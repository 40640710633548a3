//! Preprocessing module
//!
//! Turns raw sensor buffers into calibrated grayscale frames and grayscale frames into
//! binary foreground masks.

mod grayscale;
mod mask;
pub mod types;

pub use grayscale::{crop, to_grayscale};
pub use mask::{MASK_ON, foreground_mask, smooth};
pub use types::{DepthWindow, Region};
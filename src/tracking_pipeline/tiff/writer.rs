use std::io::Write;

use image::{GrayImage, RgbImage};

use crate::tracking_pipeline::common::error::Result;

pub trait TiffWriter {
    fn write_gray(&self, image: &GrayImage, output: &mut dyn Write) -> Result<()>;
    fn write_rgb(&self, image: &RgbImage, output: &mut dyn Write) -> Result<()>;
}
use std::path::{Path, PathBuf};

use crate::{cache, parse_document, Error, MemoryMap, Result};

/// Where schema documents are looked up and where parsed catalogs are cached.
#[derive(Clone, Debug, Default)]
pub struct LoaderConfig {
    /// Directories searched when the source is a chip name rather than a path.
    pub search_dirs: Vec<PathBuf>,
    /// Cache snapshots are only read and written when this is set.
    pub cache_dir: Option<PathBuf>,
    pub use_cache: bool,
}

impl LoaderConfig {
    pub fn with_cache_dir(mut self, dir: impl Into<PathBuf>) -> Self {
        self.cache_dir = Some(dir.into());
        self.use_cache = true;
        self
    }

    pub fn with_search_dir(mut self, dir: impl Into<PathBuf>) -> Self {
        self.search_dirs.push(dir.into());
        self
    }

    fn cache_file(&self, source_id: &str) -> Option<PathBuf> {
        if !self.use_cache {
            return None;
        }
        let dir = self.cache_dir.as_ref()?;
        Some(dir.join(format!("{}.json", cache_key(source_id)?)))
    }
}

/// Base name of the source without its extension.
pub fn cache_key(source_id: &str) -> Option<String> {
    Path::new(source_id)
        .file_stem()
        .map(|stem| stem.to_string_lossy().into_owned())
}

/// Turns a path or chip name into an existing document path.
pub fn resolve(source_id: &str, config: &LoaderConfig) -> Option<PathBuf> {
    let direct = PathBuf::from(source_id);
    if direct.is_file() {
        return Some(direct);
    }
    config.search_dirs.iter().find_map(|dir| {
        [
            dir.join(source_id),
            dir.join(format!("{source_id}.svd")),
            dir.join(format!("{source_id}.xml")),
        ]
        .into_iter()
        .find(|candidate| candidate.is_file())
    })
}

/// Parses one document, bypassing resolution and the cache.
pub fn load_schema_file(path: &Path) -> Result<MemoryMap> {
    let text = std::fs::read_to_string(path).map_err(|error| Error::from_io(path, error))?;
    let map = parse_document(&text)?;
    log::debug!("Parsed {} registers from {}", map.len(), path.display());
    Ok(map)
}

/// Loads the catalog for `source_id`, preferring a cached snapshot.
///
/// An unreadable snapshot is logged and ignored. After a fresh parse the
/// snapshot is rewritten; failing to do so is logged and otherwise ignored.
pub fn load_schema(source_id: &str, config: &LoaderConfig) -> Result<MemoryMap> {
    let cache_file = config.cache_file(source_id);
    if let Some(cache_file) = cache_file.as_deref().filter(|path| path.is_file()) {
        match cache::restore(cache_file) {
            Ok(map) => {
                log::info!(
                    "Loaded {} registers for {} from cache {}",
                    map.len(),
                    source_id,
                    cache_file.display()
                );
                return Ok(map);
            }
            Err(error) => {
                log::warn!(
                    "Ignoring unreadable cache {}: {}",
                    cache_file.display(),
                    error
                );
            }
        }
    }

    let Some(path) = resolve(source_id, config) else {
        return Err(Error::NotFound {
            source_id: source_id.to_owned(),
        });
    };
    let map = load_schema_file(&path)?;

    if let Some(cache_file) = cache_file {
        match cache::store(&map, &cache_file) {
            Ok(()) => log::info!("Cached {} registers in {}", map.len(), cache_file.display()),
            Err(error) => log::warn!("Failed to write cache {}: {}", cache_file.display(), error),
        }
    }
    Ok(map)
}
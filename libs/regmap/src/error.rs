use std::path::PathBuf;

pub type Result<T, E = Error> = std::result::Result<T, E>;

#[derive(Debug, thiserror::Error)]
pub enum Error {
    /// Neither the schema document nor a cached catalog could be found.
    #[error("schema source `{source_id}` not found")]
    NotFound { source_id: String },

    #[error("failed to read `{}`", path.display())]
    Io {
        path: PathBuf,
        #[source]
        source: std::io::Error,
    },

    #[error("schema document is not well-formed: {0}")]
    Xml(#[from] quick_xml::DeError),

    /// A required element is missing, a number does not parse, or a bit
    /// range does not fit its register.
    #[error("malformed schema at {context}: {reason}")]
    MalformedSchema { context: String, reason: String },
}

impl Error {
    pub(crate) fn malformed(context: impl Into<String>, reason: impl Into<String>) -> Self {
        Self::MalformedSchema {
            context: context.into(),
            reason: reason.into(),
        }
    }

    pub(crate) fn from_io(path: impl Into<PathBuf>, source: std::io::Error) -> Self {
        let path = path.into();
        if source.kind() == std::io::ErrorKind::NotFound {
            Self::NotFound {
                source_id: path.display().to_string(),
            }
        } else {
            Self::Io { path, source }
        }
    }

    pub fn is_not_found(&self) -> bool {
        matches!(self, Self::NotFound { .. })
    }

    /// Both unparsable XML and semantically invalid content count as a
    /// malformed schema.
    pub fn is_malformed(&self) -> bool {
        matches!(self, Self::MalformedSchema { .. } | Self::Xml(_))
    }
}

#[cfg(test)]
mod tests {
    use super::*;

    #[test]
    fn missing_file_maps_to_not_found() {
        let io = std::io::Error::new(std::io::ErrorKind::NotFound, "gone");
        let error = Error::from_io("chips/STM32F401.svd", io);
        assert!(error.is_not_found());
        assert_eq!(
            error.to_string(),
            "schema source `chips/STM32F401.svd` not found"
        );
    }

    #[test]
    fn other_io_errors_keep_their_path() {
        let io = std::io::Error::new(std::io::ErrorKind::PermissionDenied, "nope");
        let error = Error::from_io("locked.svd", io);
        assert!(matches!(error, Error::Io { .. }));
        assert!(!error.is_malformed());
    }
}
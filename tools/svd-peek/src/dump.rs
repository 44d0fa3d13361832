use std::path::Path;

use regmap::MemoryReader;

/// Memory image captured from a target, starting at `base`.
pub struct DumpReader {
    base: u64,
    bytes: Vec<u8>,
}

impl DumpReader {
    pub fn new(base: u64, bytes: Vec<u8>) -> Self {
        Self { base, bytes }
    }

    pub fn open(path: &Path, base: u64) -> std::io::Result<Self> {
        Ok(Self::new(base, std::fs::read(path)?))
    }
}

impl MemoryReader for DumpReader {
    fn read_word(&mut self, address: u64) -> Option<u32> {
        let start = usize::try_from(address.checked_sub(self.base)?).ok()?;
        let word = self.bytes.get(start..start.checked_add(4)?)?;
        Some(u32::from_le_bytes(word.try_into().ok()?))
    }
}

#[cfg(test)]
mod tests {
    use super::*;

    #[test]
    fn little_endian_words() {
        let mut reader = DumpReader::new(0x2000_0000, vec![0x83, 0x00, 0x00, 0x03, 0xAA, 0xBB]);
        assert_eq!(reader.read_word(0x2000_0000), Some(0x0300_0083));
        assert_eq!(reader.read_word(0x2000_0001), Some(0xAA03_0000));
        assert_eq!(reader.read_word(0x2000_0002), Some(0xBBAA_0300));
    }

    #[test]
    fn out_of_range_reads_fail() {
        let mut reader = DumpReader::new(0x2000_0000, vec![0; 8]);
        assert_eq!(reader.read_word(0x1FFF_FFFF), None);
        assert_eq!(reader.read_word(0x2000_0005), None);
        assert_eq!(reader.read_word(u64::MAX), None);
        assert_eq!(reader.read_word(0x2000_0004), Some(0));
    }

    #[test]
    fn open_reads_the_file() {
        let dir = tempfile::tempdir().unwrap();
        let path = dir.path().join("sram.bin");
        std::fs::write(&path, [1, 0, 0, 0]).unwrap();
        let mut reader = DumpReader::open(&path, 0x100).unwrap();
        assert_eq!(reader.read_word(0x100), Some(1));
        assert!(DumpReader::open(&dir.path().join("missing.bin"), 0).is_err());
    }
}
────────────────
> **What the task asks**
When the records above are checked line by line, how many lines contain the word "Turns"? Please give only that number.

> **Solution for this task**
2